Stored data entries:

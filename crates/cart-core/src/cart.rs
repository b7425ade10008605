//! Cart and line item types.

use serde::{Deserialize, Serialize};

use crate::catalog::CatalogItem;
use crate::ids::ItemId;

/// One catalog item plus a quantity, as held in the cart.
///
/// A line in a [`Cart`] always has `quantity >= 1`.
#[derive(Debug, Clone, PartialEq, Eq, Hash, Serialize, Deserialize)]
pub struct CartLine {
    /// Item identifier, unique within the cart.
    pub id: ItemId,
    /// Item name (copied from the catalog).
    pub name: String,
    /// Item price literal (copied from the catalog).
    pub price: String,
    /// Quantity.
    pub quantity: u32,
}

impl CartLine {
    /// Create a line for a catalog item with the given quantity.
    pub fn new(item: &CatalogItem, quantity: u32) -> Self {
        Self {
            id: item.id,
            name: item.name.clone(),
            price: item.price.clone(),
            quantity,
        }
    }
}

/// An ordered, id-unique collection of line items.
///
/// Lines keep the position of their first addition. Carts are produced by
/// [`crate::transition`]; nothing else mutates them.
#[derive(Debug, Clone, Default, PartialEq, Eq, Serialize, Deserialize)]
#[serde(from = "Vec<CartLine>", into = "Vec<CartLine>")]
pub struct Cart {
    lines: Vec<CartLine>,
}

impl Cart {
    /// Create an empty cart.
    pub fn new() -> Self {
        Self::default()
    }

    /// Build a cart from existing lines.
    ///
    /// Lines with quantity 0 are dropped and only the first line of any
    /// repeated id is kept, so the result always satisfies the cart
    /// invariants.
    pub fn from_lines(lines: impl IntoIterator<Item = CartLine>) -> Self {
        let mut out: Vec<CartLine> = Vec::new();
        for line in lines {
            if line.quantity == 0 || out.iter().any(|l| l.id == line.id) {
                continue;
            }
            out.push(line);
        }
        Self { lines: out }
    }

    pub(crate) fn from_vec_unchecked(lines: Vec<CartLine>) -> Self {
        Self { lines }
    }

    /// Lines in insertion order.
    pub fn lines(&self) -> &[CartLine] {
        &self.lines
    }

    /// Get the line for an item.
    pub fn line(&self, id: ItemId) -> Option<&CartLine> {
        self.lines.iter().find(|l| l.id == id)
    }

    /// Check whether the item has a line.
    pub fn contains(&self, id: ItemId) -> bool {
        self.line(id).is_some()
    }

    /// Get the quantity held for an item (0 when absent).
    pub fn quantity_of(&self, id: ItemId) -> u32 {
        self.line(id).map_or(0, |l| l.quantity)
    }

    /// Number of distinct lines.
    pub fn len(&self) -> usize {
        self.lines.len()
    }

    /// Check if cart is empty.
    pub fn is_empty(&self) -> bool {
        self.lines.is_empty()
    }

    /// Total item count (sum of quantities).
    pub fn item_count(&self) -> u64 {
        self.lines
            .iter()
            .fold(0u64, |acc, l| acc.saturating_add(u64::from(l.quantity)))
    }

    pub fn iter(&self) -> std::slice::Iter<'_, CartLine> {
        self.lines.iter()
    }
}

impl From<Vec<CartLine>> for Cart {
    fn from(lines: Vec<CartLine>) -> Self {
        Self::from_lines(lines)
    }
}

impl From<Cart> for Vec<CartLine> {
    fn from(cart: Cart) -> Self {
        cart.lines
    }
}

impl<'a> IntoIterator for &'a Cart {
    type Item = &'a CartLine;
    type IntoIter = std::slice::Iter<'a, CartLine>;

    fn into_iter(self) -> Self::IntoIter {
        self.lines.iter()
    }
}

#[cfg(test)]
mod tests {
    use super::*;

    fn line(id: u64, quantity: u32) -> CartLine {
        CartLine::new(&CatalogItem::new(id, format!("Item {id}"), "10"), quantity)
    }

    #[test]
    fn test_empty_cart() {
        let cart = Cart::new();
        assert!(cart.is_empty());
        assert_eq!(cart.item_count(), 0);
    }

    #[test]
    fn test_from_lines_drops_duplicates_and_zero() {
        let cart = Cart::from_lines([line(1, 2), line(2, 0), line(1, 5), line(3, 1)]);
        assert_eq!(cart.len(), 2);
        assert_eq!(cart.quantity_of(ItemId::new(1)), 2);
        assert!(!cart.contains(ItemId::new(2)));
        assert_eq!(cart.lines()[1].id, ItemId::new(3));
    }

    #[test]
    fn test_item_count() {
        let cart = Cart::from_lines([line(1, 2), line(2, 3)]);
        assert_eq!(cart.item_count(), 5);
        assert_eq!(cart.len(), 2);
    }

    #[test]
    fn test_line_copies_item() {
        let item = CatalogItem::new(4u64, "Camera", "500");
        let line = CartLine::new(&item, 1);
        assert_eq!((line.id, line.name.as_str(), line.price.as_str()), (item.id, "Camera", "500"));
        assert_eq!(line.quantity, 1);
    }

    #[test]
    fn test_decoded_cart_keeps_invariants() {
        let cart: Cart = serde_json::from_str(
            r#"[
                {"id": 1, "name": "A", "price": "1", "quantity": 2},
                {"id": 1, "name": "A", "price": "1", "quantity": 9},
                {"id": 2, "name": "B", "price": "2", "quantity": 0}
            ]"#,
        )
        .unwrap();
        assert_eq!(cart.len(), 1);
        assert_eq!(cart.quantity_of(ItemId::new(1)), 2);
    }

    #[test]
    fn test_cart_serializes_as_array() {
        let cart = Cart::from_lines([line(1, 1)]);
        let json = serde_json::to_value(&cart).unwrap();
        assert_eq!(
            json,
            serde_json::json!([{"id": 1, "name": "Item 1", "price": "10", "quantity": 1}])
        );
    }
}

* _Task brief_:
Among the lines of the data, identify those with the word "always". Copy each of them.

* _Solution to this task_:
/// A line in a [`Cart`] always has `quantity >= 1`.
    /// repeated id is kept, so the result always satisfies the cart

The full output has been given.